Logistically, this was difficult. “I had to very carefully work out my time and distance,” she said. “I just had to walk the length that was required to meet the target drop-off points. The idea of being stranded somewhere without water is very stressful.”

Photo: RosieStancerExploration/Facebook

 

Once, as Stancer was walking, “it looked like a dust storm was rolling in.” The dust storms in the area are ferocious.

“The moment you get an inkling, you start planning,” she said. “You keep walking but your mind is whirring. You’re thinking right, this is what I’m going to do. I’m going to have to make camp extra securely before the wind gets up and the storm hits, and secure the tent with sandbags.”

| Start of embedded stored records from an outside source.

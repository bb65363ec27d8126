//! Operator boilerplate for single-field money newtypes.

/// Implements a `std::ops` trait for a newtype wrapping an integer by delegating to the inner value.
///
/// * `op!(binary T, Add, add)` implements `T + T -> T`
/// * `op!(inplace T, AddAssign, add_assign)` implements `T += T`
/// * `op!(unary T, Neg, neg)` implements `-T -> T`
#[macro_export]
macro_rules! op {
    (binary $unit:ty, $trait:ident, $fn:ident) => {
        impl std::ops::$trait for $unit {
            type Output = Self;

            fn $fn(self, rhs: Self) -> Self::Output {
                Self(std::ops::$trait::$fn(self.0, rhs.0))
            }
        }
    };

    (inplace $unit:ty, $trait:ident, $fn:ident) => {
        impl std::ops::$trait for $unit {
            fn $fn(&mut self, rhs: Self) {
                std::ops::$trait::$fn(&mut self.0, rhs.0)
            }
        }
    };

    (unary $unit:ty, $trait:ident, $fn:ident) => {
        impl std::ops::$trait for $unit {
            type Output = Self;

            fn $fn(self) -> Self::Output {
                Self(std::ops::$trait::$fn(self.0))
            }
        }
    };
}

Luckily, the wind changed, and the dust storm dissipated. But weather continually challenged them during their three-week expedition. Temperatures soared above 50˚C, which caused their tongues to swell so much that it was almost impossible to eat.

“You could only drink and you had an unquenchable thirst,” said Stancer. “We had to ration the water because of the weight.”

Anthrax Island

Since the Aralkum Desert used to be the Aral Sea, any water they did come across was salty. It was also toxic. Nearby Vozrozhedenyia Island was an old testing ground for biological weapons. Often, they passed the carcasses of camels, wild horses, and cattle that had died of thirst or other afflictions.

A ‘rubbish sorting stop’, Rosie and Pom carried all litter with them for the duration of the expedition. Photo: RosieStancerExploration/Facebook

 

The pair didn’t visit Vozrozhedenyia Island but they did take precautions in the region. Both wore masks and had to take antibiotics due to lingering strains of anthrax and possibly bubonic plague and smallpox, which Soviets had been experimenting with.

“It was around that leg of our journey that Pom was feeling very unwell, and I was feeling extremely sick too,” said Stancer.

In part, they did the trip to highlight the region’s destruction. They passed rusting ships and seashells, now hundreds of kilometres from water. But they also saw incredible beauty. “Some of the salt pans were so vast and shimmering they reminded me of a Shirley Bassey dress,” Stancer told ExplorersWeb. She also loved the beautiful desert starscapes.

Occasionally, they came across little villages. Previous fishing communities had to “carve out a life for themselves”, as the Aral Sea diminished.

Yet they felt that things might be improving a little. A new dam had opened up fresh waterways, and fish numbers have risen slightly in the Small Aral Sea.

Photo: RosieStancerExploration/Facebook

 

Treated royally

Local people were surprised by their endeavor, first, because they were women, and second, because they were on foot. At the same time, they were “incredibly kind, always offering us the little that they had,” said Stancer. One man seemed so alarmed to find Stancer walking by herself in the heat that he leaped out of his truck, arms laden with cold water and bread.

The scariest moments invariably happened at night. Some people she met “were not exactly sober”. One evening, when Stancer was alone, she “got a grilling through my tent flap by what seemed to be a government official.” The unexpected visit shook her.

Stancer’s family status may have helped her avoid too much bureaucratic obstruction. Local media coverage reported that she was the Queen’s sister. Not quite true: In fact, the two are cousins.

Logistically the trip was not easy, with COVID restrictions adding to the general prickliness of that ex-Soviet part of the world. To get into Kazakhstan, they needed special permission.

“We had to go right to the top and get letters from the government,” she said. They stayed in Kazakhstan because Uzbekistan would have been even less supportive.

Photo: RosieStancerExploration/Facebook

 

As a former polar traveler, Stancer didn’t take well to the extreme heat. Sickness and unexpected use of a backpack led to drastic weight loss. She weighed just 41kg by the end of the trip. Wearing a heavy backpack in the heat rubbed the skin off her back. Then her shirt meshed into the flesh.

“My body was completely wasted, and I don’t know how I was kept one foot in front of the other,” she said.

Now back in the UK, she is recovering quickly.